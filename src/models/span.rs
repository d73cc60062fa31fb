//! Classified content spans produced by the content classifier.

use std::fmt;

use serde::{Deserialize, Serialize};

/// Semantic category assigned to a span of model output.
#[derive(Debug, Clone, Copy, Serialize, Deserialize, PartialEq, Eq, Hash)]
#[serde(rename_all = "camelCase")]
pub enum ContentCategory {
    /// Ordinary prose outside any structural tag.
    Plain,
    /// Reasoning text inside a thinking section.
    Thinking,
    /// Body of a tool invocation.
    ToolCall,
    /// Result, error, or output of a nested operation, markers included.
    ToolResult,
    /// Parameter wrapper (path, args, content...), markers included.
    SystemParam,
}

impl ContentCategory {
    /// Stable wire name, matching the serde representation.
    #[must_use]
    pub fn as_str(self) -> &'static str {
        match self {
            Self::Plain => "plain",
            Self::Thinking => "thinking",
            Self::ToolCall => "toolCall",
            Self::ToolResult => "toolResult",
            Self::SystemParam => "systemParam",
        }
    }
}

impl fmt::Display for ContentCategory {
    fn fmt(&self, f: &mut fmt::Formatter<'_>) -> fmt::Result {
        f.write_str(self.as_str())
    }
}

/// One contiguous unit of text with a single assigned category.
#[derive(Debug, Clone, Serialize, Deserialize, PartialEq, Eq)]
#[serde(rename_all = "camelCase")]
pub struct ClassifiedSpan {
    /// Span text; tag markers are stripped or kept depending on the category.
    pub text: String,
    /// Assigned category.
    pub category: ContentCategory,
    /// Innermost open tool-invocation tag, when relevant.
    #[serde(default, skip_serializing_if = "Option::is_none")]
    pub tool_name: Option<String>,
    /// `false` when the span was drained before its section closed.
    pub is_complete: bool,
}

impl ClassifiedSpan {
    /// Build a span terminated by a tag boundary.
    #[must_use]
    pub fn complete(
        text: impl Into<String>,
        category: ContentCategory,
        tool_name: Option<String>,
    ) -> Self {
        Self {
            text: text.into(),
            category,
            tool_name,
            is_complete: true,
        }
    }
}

****************************************

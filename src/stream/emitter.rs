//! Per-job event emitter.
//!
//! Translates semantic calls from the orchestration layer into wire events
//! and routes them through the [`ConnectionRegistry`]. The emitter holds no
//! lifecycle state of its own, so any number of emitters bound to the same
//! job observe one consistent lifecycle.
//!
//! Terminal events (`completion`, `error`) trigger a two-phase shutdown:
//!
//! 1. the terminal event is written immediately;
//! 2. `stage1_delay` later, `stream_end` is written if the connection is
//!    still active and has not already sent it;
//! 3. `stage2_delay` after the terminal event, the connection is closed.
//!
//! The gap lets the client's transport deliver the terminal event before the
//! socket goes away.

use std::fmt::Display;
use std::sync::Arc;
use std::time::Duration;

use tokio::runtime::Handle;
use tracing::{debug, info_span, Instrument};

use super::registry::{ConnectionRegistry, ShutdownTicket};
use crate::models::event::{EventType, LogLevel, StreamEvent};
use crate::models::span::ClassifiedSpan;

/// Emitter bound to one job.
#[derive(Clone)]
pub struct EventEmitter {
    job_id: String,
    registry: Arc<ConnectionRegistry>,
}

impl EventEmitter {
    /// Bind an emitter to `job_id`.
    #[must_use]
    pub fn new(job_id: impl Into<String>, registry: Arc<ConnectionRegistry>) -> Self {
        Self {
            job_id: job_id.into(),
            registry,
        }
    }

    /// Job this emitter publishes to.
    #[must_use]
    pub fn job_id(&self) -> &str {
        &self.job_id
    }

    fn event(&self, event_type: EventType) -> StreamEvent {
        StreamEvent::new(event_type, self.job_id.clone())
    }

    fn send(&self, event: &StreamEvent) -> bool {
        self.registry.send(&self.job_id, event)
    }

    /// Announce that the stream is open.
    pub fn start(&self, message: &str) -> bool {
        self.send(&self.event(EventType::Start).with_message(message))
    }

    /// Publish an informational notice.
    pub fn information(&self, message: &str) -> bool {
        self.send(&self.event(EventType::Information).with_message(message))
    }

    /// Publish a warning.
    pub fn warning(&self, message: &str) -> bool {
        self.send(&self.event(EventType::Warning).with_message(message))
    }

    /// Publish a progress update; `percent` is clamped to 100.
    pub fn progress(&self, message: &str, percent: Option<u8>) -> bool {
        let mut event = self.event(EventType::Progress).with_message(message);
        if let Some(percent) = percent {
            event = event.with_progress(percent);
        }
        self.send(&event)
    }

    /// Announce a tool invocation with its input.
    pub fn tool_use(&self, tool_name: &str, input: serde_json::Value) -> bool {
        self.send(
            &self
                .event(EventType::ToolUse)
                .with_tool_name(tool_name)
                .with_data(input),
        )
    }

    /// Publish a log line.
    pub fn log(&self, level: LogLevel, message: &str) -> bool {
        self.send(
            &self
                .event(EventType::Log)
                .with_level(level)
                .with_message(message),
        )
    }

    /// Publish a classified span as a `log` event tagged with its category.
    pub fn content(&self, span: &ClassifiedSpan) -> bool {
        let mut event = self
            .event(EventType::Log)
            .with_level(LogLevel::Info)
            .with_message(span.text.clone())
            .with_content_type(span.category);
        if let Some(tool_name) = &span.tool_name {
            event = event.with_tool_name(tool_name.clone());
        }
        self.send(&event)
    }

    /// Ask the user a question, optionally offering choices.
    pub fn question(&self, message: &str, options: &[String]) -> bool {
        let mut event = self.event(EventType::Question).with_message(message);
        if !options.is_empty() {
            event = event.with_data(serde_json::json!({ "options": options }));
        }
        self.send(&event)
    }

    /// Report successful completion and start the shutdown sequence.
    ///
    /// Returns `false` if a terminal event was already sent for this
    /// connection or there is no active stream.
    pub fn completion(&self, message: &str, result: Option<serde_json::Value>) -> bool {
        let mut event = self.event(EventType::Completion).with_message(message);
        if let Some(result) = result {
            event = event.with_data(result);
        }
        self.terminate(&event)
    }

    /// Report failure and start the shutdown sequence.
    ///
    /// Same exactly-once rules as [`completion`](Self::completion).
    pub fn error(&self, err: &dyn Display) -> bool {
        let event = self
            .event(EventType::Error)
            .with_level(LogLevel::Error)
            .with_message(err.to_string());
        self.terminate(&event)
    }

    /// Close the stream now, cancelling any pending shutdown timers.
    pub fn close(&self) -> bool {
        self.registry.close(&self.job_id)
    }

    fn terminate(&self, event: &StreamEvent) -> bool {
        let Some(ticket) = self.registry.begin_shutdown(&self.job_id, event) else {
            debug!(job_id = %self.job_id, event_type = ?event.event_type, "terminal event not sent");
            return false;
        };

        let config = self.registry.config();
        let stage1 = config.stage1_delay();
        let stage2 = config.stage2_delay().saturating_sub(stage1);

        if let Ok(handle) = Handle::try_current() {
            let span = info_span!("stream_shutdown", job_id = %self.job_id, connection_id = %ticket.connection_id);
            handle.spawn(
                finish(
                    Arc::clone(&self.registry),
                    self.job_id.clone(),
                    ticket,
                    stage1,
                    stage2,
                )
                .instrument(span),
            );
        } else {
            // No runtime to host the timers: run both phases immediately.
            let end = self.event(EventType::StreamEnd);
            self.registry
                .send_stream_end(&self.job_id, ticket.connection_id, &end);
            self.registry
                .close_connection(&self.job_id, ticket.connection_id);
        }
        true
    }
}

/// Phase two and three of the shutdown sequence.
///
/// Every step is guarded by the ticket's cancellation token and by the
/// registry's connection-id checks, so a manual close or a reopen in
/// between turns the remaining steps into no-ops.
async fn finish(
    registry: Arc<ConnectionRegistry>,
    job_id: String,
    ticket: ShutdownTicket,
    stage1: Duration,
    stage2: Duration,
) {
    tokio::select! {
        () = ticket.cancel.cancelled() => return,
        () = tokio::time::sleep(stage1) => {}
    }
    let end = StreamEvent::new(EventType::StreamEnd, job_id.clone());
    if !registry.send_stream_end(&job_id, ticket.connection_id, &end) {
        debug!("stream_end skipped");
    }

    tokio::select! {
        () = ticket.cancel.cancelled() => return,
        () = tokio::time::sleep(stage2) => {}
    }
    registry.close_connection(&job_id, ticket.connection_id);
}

****************************************

**WORK REQUIRED**: Which lines above hold the string "sequence"? Please copy all of them.

**OUTPUT**:
    /// Report successful completion and start the shutdown sequence.
    /// Report failure and start the shutdown sequence.
/// Phase two and three of the shutdown sequence.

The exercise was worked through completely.